Key Improvements in EAGLE-3

Removal of Feature Prediction Constraints: EAGLE-3 eliminates the reliance on predicting top-layer features and instead focuses on directly predicting tokens. The removal of this constraint allows a more flexible draft model and facilitates better scaling with increased training data.

Figure 1: Scaling law evaluated on the MT-bench using LLaMA-Instruct 3.1 8B as the target model, with the x-axis representing the data scale relative to ShareGPT. The new architectural designs in EAGLE-3 enable an increasing scaling curve, which was never observed in the previous works.

Multi-layer Feature Fusion: Unlike previous methods that use features from either a single layer or top-layer features, EAGLE-3 utilizes a fusion of low, middle, and high-level features. This approach captures richer semantic information, improving expressiveness and token prediction accuracy.

Figure 2: Diagram of the EAGLE-3 inference pipeline, illustrating the three steps of the draft model. $l$ , $m$ , and $h$ represent the low, middle, and high-level features of the target model, respectively. $e$ denotes the embedding.

Experimental Results

EAGLE-3 tested various open-source models, demonstrating superior performance across five tasks: multi-turn conversation, code generation, mathematical reasoning, instruction following, and summarization. The authors report a maximum speedup ratio of 6.5x and significant improvements over earlier versions like EAGLE-2, highlighting the effectiveness of EAGLE-3's architectural innovations.

Figure 3: Speedup ratios of different methods at temperature=0.

Acceptance Rates and Speedup: EAGLE-3 achieves notable improvements in acceptance rates of draft tokens compared to previous methods like EAGLE. The experiments reveal consistent acceptance rates across inputs with increased self-predicted values. This reflects the robustness of EAGLE-3’s training approach and its ability to maintain high performance even with enhanced input complexity.

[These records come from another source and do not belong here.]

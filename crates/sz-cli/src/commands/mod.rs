pub mod list;
pub mod play;
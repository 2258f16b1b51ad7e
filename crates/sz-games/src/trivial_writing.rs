use std::collections::HashMap;
use std::fmt;
use std::path::{Path, PathBuf};

use sz_core::{
    Arg, Formulation, Metadata, Operator, ParamDescriptor, Problem, ProblemConfig, Role, RoleSpec,
    State, SzResult, TransitionError, text_arg,
};

/// Seed content for a new draft.
pub const PLACEHOLDER: &str =
    "[Replace this placeholder text with your own writing, then save and exit.]\n\n";

/// Draft file name inside the session folder.
pub const DRAFT_FILE: &str = "draft.txt";

/// Where the draft goes when the engine supplied no session folder.
pub const FALLBACK_FOLDER: &str = "play-time-dynamic-docs/Trivial-Writing-Game/session-test";

/// Lowercased words with their counts, most frequent first. Ties keep the
/// order of first appearance.
pub fn word_counts(text: &str) -> Vec<(String, usize)> {
    let mut order: Vec<String> = Vec::new();
    let mut counts: HashMap<String, usize> = HashMap::new();
    let words = text
        .split(|c: char| !(c.is_alphanumeric() || c == '_'))
        .filter(|w| !w.is_empty());
    for word in words {
        let word = word.to_lowercase();
        let count = counts.entry(word.clone()).or_insert(0);
        if *count == 0 {
            order.push(word);
        }
        *count += 1;
    }
    let mut ranked: Vec<(String, usize)> = order
        .into_iter()
        .map(|w| {
            let n = counts.get(&w).copied().unwrap_or_default();
            (w, n)
        })
        .collect();
    ranked.sort_by(|a, b| b.1.cmp(&a.1));
    ranked
}

/// A word-frequency report for `text`.
pub fn analyze(text: &str) -> (usize, String) {
    let counts = word_counts(text);
    if counts.is_empty() {
        return (0, "No words found in the document.".to_string());
    }
    let total: usize = counts.iter().map(|(_, n)| n).sum();
    let mut report = format!(
        "Total words: {total}\n\n{:<20}  {:>5}\n{}",
        "Word",
        "Count",
        "-".repeat(27)
    );
    for (word, n) in &counts {
        report.push_str(&format!("\n{word:<20}  {n:>5}"));
    }
    (total, report)
}

/// Before and after the one edit.
#[derive(Debug, Clone, PartialEq, Eq, Hash)]
pub enum Draft {
    /// Waiting for the writer.
    Writing,
    /// Edited and analyzed.
    Done {
        /// Words in the document.
        total: usize,
        /// The frequency table.
        report: String,
    },
}

impl fmt::Display for Draft {
    fn fmt(&self, f: &mut fmt::Formatter<'_>) -> fmt::Result {
        match self {
            Self::Writing => write!(f, "Phase: Writing.  Edit your document when ready."),
            Self::Done { total, .. } => write!(f, "Phase: Done.  Total words written: {total}."),
        }
    }
}

impl State for Draft {
    fn is_goal(&self) -> bool {
        matches!(self, Self::Done { .. })
    }

    fn goal_message(&self) -> String {
        match self {
            Self::Done { total, .. } => {
                format!("Document analysis complete!  Total words written: {total}.")
            }
            Self::Writing => "Keep writing.".to_string(),
        }
    }

    fn transition_message(&self) -> Option<&str> {
        match self {
            Self::Done { report, .. } => Some(report.as_str()),
            Self::Writing => None,
        }
    }
}

/// Edit one document in an external editor and get a word-frequency table.
pub struct TrivialWriting {
    metadata: Metadata,
}

impl Default for TrivialWriting {
    fn default() -> Self {
        Self::new()
    }
}

impl TrivialWriting {
    /// Create the formulation.
    pub fn new() -> Self {
        Self {
            metadata: Metadata::new("Trivial Writing Game")
                .with_version("1.0")
                .with_author("S. Tanimoto")
                .with_created("2026-Feb")
                .with_description(
                    "Write anything you like in your editor. When you save and exit, the game \
                     reports how many words you wrote and how often each one appears.",
                ),
        }
    }
}

fn finish(_: &Draft, args: &[Arg]) -> Result<Draft, TransitionError> {
    let (total, report) = analyze(text_arg(args, 0)?);
    Ok(Draft::Done { total, report })
}

impl Formulation for TrivialWriting {
    type State = Draft;

    fn metadata(&self) -> &Metadata {
        &self.metadata
    }

    fn roles(&self) -> RoleSpec {
        RoleSpec::new(vec![Role::new(
            "Writer",
            "Edits a document and receives word-count feedback.",
        )])
        .with_max_players(1)
    }

    fn initialize(&self, config: &ProblemConfig) -> SzResult<Problem<Draft>> {
        let folder = config
            .session_folder()
            .map_or_else(|| PathBuf::from(FALLBACK_FOLDER), Path::to_path_buf);
        let edit = Operator::new("Edit your writing", finish)
            .with_params(vec![ParamDescriptor::file_edit(
                "draft",
                folder.join(DRAFT_FILE),
                PLACEHOLDER,
            )])
            .when(|d: &Draft| *d == Draft::Writing);
        Ok(Problem::new(Draft::Writing, [edit].into_iter().collect()))
    }
}

#[cfg(test)]
mod tests {
    use super::*;

    #[test]
    fn words_are_lowercased_and_ranked() {
        let counts = word_counts("The cat saw the dog. THE end, cat!");
        assert_eq!(
            counts,
            vec![
                ("the".to_string(), 3),
                ("cat".to_string(), 2),
                ("saw".to_string(), 1),
                ("dog".to_string(), 1),
                ("end".to_string(), 1),
            ]
        );
    }

    #[test]
    fn apostrophes_split_words() {
        let counts = word_counts("don't");
        assert_eq!(counts.len(), 2);
    }

    #[test]
    fn report_layout() {
        let (total, report) = analyze("one two two");
        assert_eq!(total, 3);
        let lines: Vec<_> = report.lines().collect();
        assert_eq!(lines[0], "Total words: 3");
        assert_eq!(lines[1], "");
        assert_eq!(lines[2], format!("{:<20}  {:>5}", "Word", "Count"));
        assert_eq!(lines[4], format!("{:<20}  {:>5}", "two", 2));
    }

    #[test]
    fn empty_document() {
        assert_eq!(analyze("  \n\n").1, "No words found in the document.");
        assert_eq!(analyze("").0, 0);
    }

    #[test]
    fn draft_lives_in_the_session_folder() {
        let problem = TrivialWriting::new()
            .initialize(&ProblemConfig::with_session_folder("/tmp/s001"))
            .unwrap();
        assert!(problem.operators.has_file_edit_params());
        let params = problem
            .operators
            .get(0)
            .unwrap()
            .params()
            .resolve(&problem.initial);
        assert_eq!(
            params[0],
            ParamDescriptor::file_edit("draft", Path::new("/tmp/s001/draft.txt"), PLACEHOLDER)
        );
    }

    #[test]
    fn fallback_folder_without_config() {
        let problem = TrivialWriting::new()
            .initialize(&ProblemConfig::default())
            .unwrap();
        let params = problem
            .operators
            .get(0)
            .unwrap()
            .params()
            .resolve(&problem.initial);
        assert_eq!(
            params[0].kind,
            sz_core::ParamKind::FileEdit {
                path: PathBuf::from(FALLBACK_FOLDER).join(DRAFT_FILE),
                placeholder: PLACEHOLDER.to_string(),
            }
        );
    }

    #[test]
    fn editing_finishes_the_game() {
        let problem = TrivialWriting::new()
            .initialize(&ProblemConfig::default())
            .unwrap();
        let op = problem.operators.get(0).unwrap();
        let done = op
            .apply(&problem.initial, &[Arg::Text("Hello hello world\n".into())])
            .unwrap();
        assert!(done.is_goal());
        assert_eq!(
            done.goal_message(),
            "Document analysis complete!  Total words written: 3."
        );
        assert_eq!(done.to_string(), "Phase: Done.  Total words written: 3.");
        assert!(!op.is_enabled(&done));
    }
}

Figure 4: Acceptance rate of EAGLE and EAGLE-3 on MT-bench, with the target model being LLaMA-Instruct 3.1 8B.

Implications and Future Directions

The enhancements provided by EAGLE-3 offer practical benefits in deploying LLMs for real-time applications where latency is a critical constraint. The observed scaling behavior with increased data suggests potential expansions in efficiency for even larger datasets and models. Future developments may explore further optimization avenues such as adaptive layer selection or integrating external knowledge bases to further boost LLM capabilities while minimizing computational overhead.

Conclusion

EAGLE-3 represents a significant step forward in speculative sampling methods, demonstrating notable improvements in inference acceleration for LLMs. By eschewing feature prediction constraints and adopting a multi-layer fusion approach, EAGLE-3 sets the stage for future advancements in efficient LLM deployment. This paper’s findings reveal a clear pathway towards scalable, fast, and efficient LLM inference (2503.01840).